Fantastic idea . . . except that children don't talk about this. And as long as adults expect them to talk about it, children will continue to suffer in silence.
Bullies typically target kids they perceive as different and vulnerable — kids who are younger, perhaps smaller, maybe better or worse at something than the bully. Bullying nearly always starts with hurtful words. The language is frequently threatening and insulting. Most kids try to ignore this initial phase of bullying. Children who report verbal bullying know that they will regret it.
The next phase can include pushing, blocking and other physical contact just shy of punching. Even if they are outweighed and outnumbered, boys especially expect themselves to be able to "handle it." If children want to continue doing something meaningful to them, such as playing a team sport, they may protect their activity at the expense of themselves. If an adult notices and asks, many boys will say nothing is going on.

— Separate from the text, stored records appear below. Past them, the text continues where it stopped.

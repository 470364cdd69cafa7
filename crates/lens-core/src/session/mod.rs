pub mod model;

pub use model::Session;
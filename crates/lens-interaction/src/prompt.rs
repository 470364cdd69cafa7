//! Prompt construction for concept generation.

use lens_core::concept::GenerationRequest;
use lens_core::product::{AssetType, ProductDescriptor};
use minijinja::{Environment, context};
use serde_json::{Value, json};

/// Opening the product prompt must carry whenever a source image is attached.
pub const SOURCE_IMAGE_RULE: &str = "Using the uploaded source image as the absolute physical reference for the product, maintaining the exact physical form, geometry, and mechanical openings.";

const SYSTEM_INSTRUCTION_TEMPLATE: &str = r#"You are a World-Class Creative Director and Market Research Specialist. Your goal is to generate 5 high-end visual concepts for a {{ asset_type }} campaign.

### SMART RESEARCH MODE:
{% if has_url %}
- A product URL has been provided: {{ url }}.
- MANDATORY: Use your search tool to investigate this product. Extract its materials, technical dimensions, specific safety certifications (e.g. Cut Resistance level), and brand aesthetic.
- Use this research to ensure your concepts are technically accurate for this specific product model.
{% endif %}

### MANDATORY CORE RULES:
- If a Product Image is uploaded, the prompt MUST start with: "{{ source_image_rule }}"
- Materials MUST NEVER pass through solid housings. Only interact via identified openings.

### ASSET TYPE SPECIFIC LOGIC (CRITICAL):
{% if infographic %}
#### FOR INFOGRAPHIC ASSETS:
- OBJECTIVE: Showcase technical specifications, safety features, and mechanical utility based on your research.
- BACKGROUND: Use clean, professional studio environments (solid white, neutral grey, or minimalist workshop).
- COMPOSITION: Focus on macro close-ups of specific features.
- VISUAL STYLE: Use "Diagrammatic lighting," "Exploded view," or "Technical cross-section" terminology.
- PROMPT FOCUS: Research the {{ name }} specs. Describe shots that highlight materials discovered in research.
{% else %}
#### FOR LIFESTYLE ASSETS:
- OBJECTIVE: Human behavior and use-cases discovered from the product listing research.
- COMPOSITION: Action shots, people interacting with the product in real-world settings.
- MOOD: Narrative-driven, cinematic, and situational.
{% endif %}

### OUTPUT REQUIREMENTS (JSON):
1. category: e.g., 'Technical Breakdown' (for Infographic), 'Situational Action' (for Lifestyle).
2. title: Professional marketing title.
3. description: Explain the design logic and how your research into {{ research_subject }} informed this choice.
4. prompt: A detailed 8K prompt for AI generation including the Source Reference, Aspect Ratio Phrasing ("{{ aspect_ratio }}"), and researched technical details.

IMPORTANT: Return valid JSON matching the schema."#;

/// Renders the system instruction for `product`.
pub fn system_instruction(product: &ProductDescriptor) -> Result<String, minijinja::Error> {
    let mut env = Environment::new();
    env.set_trim_blocks(true);
    env.add_template("system_instruction", SYSTEM_INSTRUCTION_TEMPLATE)?;

    let research_subject = if product.url.trim().is_empty() {
        "the product"
    } else {
        product.url.as_str()
    };

    env.get_template("system_instruction")?.render(context! {
        asset_type => product.asset_type.to_string(),
        has_url => product.has_research_url(),
        url => product.url.trim(),
        infographic => product.asset_type == AssetType::Infographic,
        name => product.name.as_str(),
        research_subject => research_subject,
        aspect_ratio => product.aspect_ratio.to_string(),
        source_image_rule => SOURCE_IMAGE_RULE,
    })
}

/// Builds the user-turn text describing the product and any refinement.
pub fn user_prompt(request: &GenerationRequest) -> String {
    let product = &request.product;
    let mut lines = vec![
        format!("Product: {}", product.name),
        format!("URL: {}", product.url),
        format!("Asset Type: {}", product.asset_type),
        format!("User Details: {}", product.specific_details),
        format!("Theme: {}", product.theme),
        format!("Ratio: {}", product.aspect_ratio),
    ];
    if let Some(refinement) = &request.refinement {
        lines.push(String::new());
        lines.push(format!("REFINEMENT REQUEST: {refinement}"));
    }
    lines.push(String::new());
    lines.push(format!(
        "Research the product details from the URL provided and generate 5 distinct {} concepts.",
        product.asset_type
    ));
    lines.join("\n")
}

/// Schema the model's JSON answer must follow.
pub fn response_schema() -> Value {
    json!({
        "type": "OBJECT",
        "properties": {
            "concepts": {
                "type": "ARRAY",
                "items": {
                    "type": "OBJECT",
                    "properties": {
                        "category": { "type": "STRING" },
                        "title": { "type": "STRING" },
                        "description": { "type": "STRING" },
                        "prompt": { "type": "STRING" }
                    },
                    "required": ["category", "title", "description", "prompt"]
                }
            }
        },
        "required": ["concepts"]
    })
}
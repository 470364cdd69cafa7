//! Remote services for Lifestyle Lens.

pub mod gemini_concept_generator;
pub mod prompt;
pub mod response;

pub use gemini_concept_generator::GeminiConceptGenerator;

The final phase is the outright physical assault, which often includes sexual assault. This is the stage where a child may realize he or she needs help but is in a situation spiraling out of control. After the assault has occurred, many boys feel fearful or ashamed. The idea that "everyone will know" is horrifying to a victim.
Even if bullying happens near adults, it can be easy to miss. A threatening look to a child may go unnoticed by an adult. Text- and cyberbullying has pushed bullying into a different realm. Many young people may fear that adults won't take their concerns seriously — or will take action in an embarrassing way. When a child tells anyone about being bullied, it is usually another child who is a friend.
A 13-year-old is a child. Children cannot, and should not, be expected to prevent, stop or report bullying. It is an adult's responsibility to closely observe the children in his or her care, and stop bullying before it happens or the moment it starts. The best way to do this in a school setting is to have an active bullying prevention program in place.
First, the curriculum must contain regular lessons about expected human behavior. These lessons must show, in words and drawings, ways to handle conflicts in a healthy manner. Children need a chance to explore their differences and find ways to cooperate.
Second, children need to role-play how they can handle conflict. Words only go so far — kids must practice handling these tough choices in a safe and supervised environment.
Three, all school-involved adults, including parents, must model the same behavior to children that they expect from them. Screaming, threatening and physically harming adults will only elicit the same behavior in the kids in their care.
Child-on-child sexual abuse is even less likely to be understood or prevented. One in four girls and one in seven boys report sexual abuse before the age of 18. Of these cases, 40 percent are perpetrated by other children — usually older and/or stronger children.
The unchecked bullying that the Walker Middle School student experienced laid the groundwork for the sexual assault he sustained. If adults had stopped the bullying in March, the rape in April would not have happened.
Adults can help kids overcome bullying. Discuss the attributes of a good friend with your child. Demonstrate calm and sensible ways to handle conflict. Listen to your children, know their friends and know their daily routine. Teach them how to be their own advocates.
Protection of children is an adult responsibility. When it comes to bullying, adults must prevent it — not expect children to talk about it.
Juliana Menke has a master's degree in mental health counseling. She works in child abuse prevention at Help A Child in Pinellas Park.